I’m not going to critique the song here – though I will say that, for some reason, it sounds vaguely like a sea shanty to me – but when I listened to Violet Hill, what did strike me – and not in a good way – was the quality of Chris Martin’s voice.
OK, he’s never been the greatest singer, but in Coldplay’s early days, he was at least capable of using his limited range to evoke something approaching poignancy. When I hear him now, though, I worry that, even on record, he’s going to miss notes that he should be hitting with ease.
Sadly, this isn’t the first time I’ve had cause for concern.

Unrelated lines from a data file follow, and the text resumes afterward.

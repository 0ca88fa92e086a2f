//! OpenAPI documentation configuration.
//!
//! [`ApiDoc`] registers every inbound endpoint and the schema wrappers from
//! [`crate::inbound::http::schemas`], which describe domain types without
//! coupling them to utoipa.
//!
//! The generated document is served by Swagger UI in debug builds and
//! exported via `cargo run --bin openapi-dump`.

use utoipa::OpenApi;

use crate::inbound::http::onboarding::{
    AccessRequest, AdvertiserRequest, AuthorizationUrlResponse, CreatePixelRequest,
    SelectPixelRequest, TestEventRequest,
};
use crate::inbound::http::schemas::{
    AcknowledgementSchema, AdvertiserSchema, CheckoutHintSchema, ControlsSchema, ErrorCodeSchema,
    ErrorEnvelopeSchema, InFlightSchema, NoticeLevelSchema, NoticeSchema, PixelSchema,
    StageNameSchema, TrackEventEnvelopeSchema, TrackEventReceiptSchema, WorkflowEnvelopeSchema,
    WorkflowViewSchema,
};
use crate::inbound::http::track_event::TrackEventBody;
use crate::inbound::http::verify_email::VerifyEmailRequest;

/// OpenAPI document for the REST API.
#[derive(OpenApi)]
#[openapi(
    info(
        title = "Pixel onboarding API",
        description = "Connect a TikTok Ads account, create a pixel and send a test conversion event."
    ),
    servers(
        (url = "/", description = "Relative to the deployment base URL")
    ),
    paths(
        crate::inbound::http::verify_email::verify_email,
        crate::inbound::http::track_event::track_event,
        crate::inbound::http::onboarding::get_onboarding,
        crate::inbound::http::onboarding::verify_access,
        crate::inbound::http::onboarding::authorize,
        crate::inbound::http::onboarding::reload_advertisers,
        crate::inbound::http::onboarding::select_advertiser,
        crate::inbound::http::onboarding::create_pixel,
        crate::inbound::http::onboarding::select_pixel,
        crate::inbound::http::onboarding::send_test_event,
        crate::inbound::http::onboarding::acknowledge,
        crate::inbound::http::onboarding::reset,
        crate::inbound::http::onboarding::dismiss_notice,
        crate::inbound::http::oauth_callback::oauth_callback,
        crate::inbound::http::health::ready,
        crate::inbound::http::health::live,
    ),
    components(schemas(
        ErrorCodeSchema,
        ErrorEnvelopeSchema,
        AcknowledgementSchema,
        AdvertiserSchema,
        PixelSchema,
        StageNameSchema,
        NoticeLevelSchema,
        NoticeSchema,
        InFlightSchema,
        ControlsSchema,
        CheckoutHintSchema,
        WorkflowViewSchema,
        WorkflowEnvelopeSchema,
        TrackEventReceiptSchema,
        TrackEventEnvelopeSchema,
        VerifyEmailRequest,
        TrackEventBody,
        AccessRequest,
        AdvertiserRequest,
        CreatePixelRequest,
        SelectPixelRequest,
        TestEventRequest,
        AuthorizationUrlResponse,
    )),
    tags(
        (name = "access", description = "Email allowlist checks"),
        (name = "tracking", description = "Stateless event relay"),
        (name = "onboarding", description = "The staged onboarding wizard"),
        (name = "health", description = "Endpoints for health checks")
    )
)]
pub struct ApiDoc;
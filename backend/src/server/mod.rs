//! Server construction and middleware wiring.

mod config;

pub use config::ServerConfig;

use actix_web::dev::{Server, ServiceFactory, ServiceRequest, ServiceResponse};
use actix_web::{App, HttpServer, web};

use pixel_onboarding::Trace;
#[cfg(debug_assertions)]
use pixel_onboarding::doc::ApiDoc;
use pixel_onboarding::inbound::http::health::{HealthState, live, ready};
use pixel_onboarding::inbound::http::json_config;
use pixel_onboarding::inbound::http::oauth_callback::oauth_callback;
use pixel_onboarding::inbound::http::onboarding::{
    acknowledge, authorize, create_pixel, dismiss_notice, get_onboarding, reload_advertisers, reset,
    select_advertiser, select_pixel, send_test_event, verify_access,
};
use pixel_onboarding::inbound::http::state::HttpState;
use pixel_onboarding::inbound::http::track_event::track_event;
use pixel_onboarding::inbound::http::verify_email::verify_email;
#[cfg(debug_assertions)]
use utoipa::OpenApi;
#[cfg(debug_assertions)]
use utoipa_swagger_ui::SwaggerUi;

#[derive(Clone)]
struct AppDependencies {
    health_state: web::Data<HealthState>,
    http_state: web::Data<HttpState>,
}

fn build_app(
    deps: AppDependencies,
) -> App<
    impl ServiceFactory<
        ServiceRequest,
        Config = (),
        Response = ServiceResponse,
        Error = actix_web::Error,
        InitError = (),
    >,
> {
    let AppDependencies {
        health_state,
        http_state,
    } = deps;

    let onboarding = web::scope("/onboarding")
        .service(get_onboarding)
        .service(verify_access)
        .service(authorize)
        .service(reload_advertisers)
        .service(select_advertiser)
        .service(create_pixel)
        .service(select_pixel)
        .service(send_test_event)
        .service(acknowledge)
        .service(reset)
        .service(dismiss_notice);

    let api = web::scope("/api")
        .service(verify_email)
        .service(track_event)
        .service(onboarding);

    let app = App::new()
        .app_data(health_state)
        .app_data(http_state)
        .app_data(json_config())
        .wrap(Trace)
        .service(api)
        .service(oauth_callback)
        .service(ready)
        .service(live);

    #[cfg(debug_assertions)]
    let app = app.service(SwaggerUi::new("/docs").url("/api-docs/openapi.json", ApiDoc::openapi()));

    app
}

/// Construct an Actix HTTP server using the provided health state and configuration.
///
/// # Errors
/// Propagates [`std::io::Error`] when binding the socket fails.
pub fn create_server(
    health_state: web::Data<HealthState>,
    config: ServerConfig,
) -> std::io::Result<Server> {
    let server_health_state = health_state.clone();
    let ServerConfig {
        bind_addr,
        http_state,
    } = config;
    let http_state = web::Data::new(http_state);

    let server = HttpServer::new(move || {
        build_app(AppDependencies {
            health_state: server_health_state.clone(),
            http_state: http_state.clone(),
        })
    })
    .bind(bind_addr)?
    .run();

    health_state.mark_ready();
    Ok(server)
}
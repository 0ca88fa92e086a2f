//! Stateless access gate check.
//!
//! ```text
//! POST /api/verify-email {"email":"owner@example.com"}
//! ```

use actix_web::{HttpResponse, post, web};
use serde::{Deserialize, Serialize};
use tracing::{error, info};
use utoipa::ToSchema;

use crate::domain::{AccessDecision, EmailAddress, Error};
use crate::inbound::http::ApiResult;
use crate::inbound::http::envelope::acknowledged;
use crate::inbound::http::schemas::{AcknowledgementSchema, ErrorEnvelopeSchema};
use crate::inbound::http::state::HttpState;
use crate::inbound::http::validation::{FieldName, invalid_field_error, missing_field_error};

const EMAIL: FieldName = FieldName::new("email");

/// Request body for `POST /api/verify-email`.
#[derive(Debug, Deserialize, Serialize, ToSchema)]
pub struct VerifyEmailRequest {
    /// Address to check.
    #[schema(example = "owner@example.com")]
    pub email: Option<String>,
}

/// Check whether an email address may use the onboarding tool.
#[utoipa::path(
    post,
    path = "/api/verify-email",
    request_body = VerifyEmailRequest,
    responses(
        (status = 200, description = "Address granted", body = AcknowledgementSchema),
        (status = 400, description = "Missing or malformed address", body = ErrorEnvelopeSchema),
        (status = 403, description = "Address denied", body = ErrorEnvelopeSchema),
        (status = 500, description = "Access gate failure", body = ErrorEnvelopeSchema)
    ),
    tags = ["access"],
    operation_id = "verifyEmail"
)]
#[post("/verify-email")]
pub async fn verify_email(
    state: web::Data<HttpState>,
    payload: web::Json<VerifyEmailRequest>,
) -> ApiResult<HttpResponse> {
    let raw = payload
        .into_inner()
        .email
        .filter(|email| !email.trim().is_empty())
        .ok_or_else(|| missing_field_error(EMAIL))?;
    let email =
        EmailAddress::parse(&raw).map_err(|err| invalid_field_error(EMAIL, err.to_string()))?;

    match state.access_gate.verify(&email).await {
        Ok(AccessDecision::Granted) => {
            info!(domain = email.domain(), "email granted");
            Ok(acknowledged())
        }
        Ok(AccessDecision::Denied { reason }) => {
            info!(domain = email.domain(), "email denied");
            Err(Error::forbidden(reason))
        }
        Err(gate_error) => {
            error!(error = %gate_error, "access gate failed");
            Err(Error::internal(gate_error.to_string()))
        }
    }
}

I remember wincing through Coldplay’s performance at the 2006 Brit Awards, as Martin grappled gamely but clumsily with the falsetto sections of Square One.
Liam Gallagher is another one who seems to be struggling. There’s an interesting video comparison that shows him performing Morning Glory in 1995 and 2007, and the contrast is stark. He’s still got the attitude and the sunglasses, but the voice is, if not gone, possibly in the departure lounge.
It’s a well-known fact that your voice changes with age, but perhaps the two cases above demonstrate that relentless gigging and recording can take their toll. I’m sure that Chris Martin and Liam Gallagher run through the appropriate warm-up exercises (actually, make that ‘I’m sure Chris Martin runs through the appropriate warm-up exercises’) but still the quality of their vocal performances seems to be deteriorating.
If you’re a singer, my advice is to take care of your voice as much as you can. It’s not very rock ‘n’ roll, but working on your technique will help in both the short- and long-term, and doing simple things such as drinking plenty of water can also help. Needless to say, smoking and drinking to excess will do more harm than good.
Alternatively, you could just take the easy option and invest in a copy of Auto-Tune.